Actually just wrote about Etsy's acceptance of $27 million dollars in investment, read about it here (plus more on what they plan to use it on):
I think you're getting a little ahead of yourself by saying they're the next google... or even that they'd dwarf ebay.. both are comparing apples to oranges. Etsy doesn't auction, and the whole platform is based off of homemade wares... unlike ebay where 99% is just resold garbage... (and that's the niche that is making them so popular)
Also - Etsy's markup is rather small, they aren't making all the back-end profits like Ebay is everytime a user uses paypall or any of the other "licensed ebay services"... right now it is what it looks like - A community driven p2p commerce site. Yes, I did just use a peer-2-peer reference and am no way am referring to torrents/mp3s, etc..

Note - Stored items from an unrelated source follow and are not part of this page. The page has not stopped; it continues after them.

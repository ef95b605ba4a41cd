//! Configuration error types.

use std::path::PathBuf;
use thiserror::Error;

/// Errors that can occur during configuration loading and validation.
#[derive(Debug, Error)]
pub enum ConfigError {
    /// Specified path does not exist on the filesystem.
    #[error("path does not exist: {path}")]
    PathNotFound { path: PathBuf },

    /// Path exists but is not a file (when a file was expected).
    #[error("path is not a file: {path}")]
    NotAFile { path: PathBuf },

    /// Path exists but is not a directory (when a directory was expected).
    #[error("path is not a directory: {path}")]
    NotADirectory { path: PathBuf },

    /// A numeric setting is outside its valid range.
    #[error("invalid value for {name}: {reason}")]
    InvalidValue {
        name: &'static str,
        reason: String,
    },
}
//! Embedding and model utilities.
//!
//! - [`encoder`] produces the dual clause embeddings used for identity and
//!   retrieval.
//! - [`reranker`] provides cross-encoder pair scoring used by
//!   [`crate::scoring`].

/// Candle BERT wrappers (sentence encoder + cross-encoder).
pub mod bert;
/// Device selection (CPU / Metal / CUDA).
pub mod device;
/// Dual-vector clause encoder.
pub mod encoder;
mod error;
/// Cross-encoder reranker.
pub mod reranker;
/// Tokenizer loading helpers.
pub mod utils;

pub use encoder::{ClauseEncoder, DualEmbedding, EncoderConfig};
pub use error::EmbeddingError;
pub use reranker::{Reranker, RerankerConfig, RerankerError};
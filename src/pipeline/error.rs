use thiserror::Error;

use crate::document::ExtractionError;
use crate::scoring::ScoringError;

#[derive(Debug, Error)]
pub enum PipelineError {
    #[error(transparent)]
    Extraction(#[from] ExtractionError),

    #[error(transparent)]
    Scoring(#[from] ScoringError),

    #[error("encoder embedding dim {encoder} does not match corpus dim {corpus}")]
    EmbeddingDimMismatch { encoder: usize, corpus: usize },
}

According to their press release, in addition to their marketing plans for 2008, they're starting small. As they should (in my opinion). First on the list is almost what you'd call a co-op advertising platform. Etsy purchases a spread in a popular magazine/newspaper where it features select group (i.e. willing/volunteered) of merchants and whatever wares they want to showcase. In return the merchants only have to come up w/ half of the cost of the ad placement, and in return Etsy would cover the other half. So far it's been thrown up the flagpoll and met with a lot of positive feedback from parts of the Etsy community.
They aren't pulling a 1990's .com blitze and using the funding to go hire 200 people and a trendy loft office, instead they're trying to see how they can use it to first re-do the infrastructure of the payment system... because right now it's pretty bush league... and second: find ways of pushing that money back into providing the local merchants with tools to market themselves (more so than etsy marketing itself)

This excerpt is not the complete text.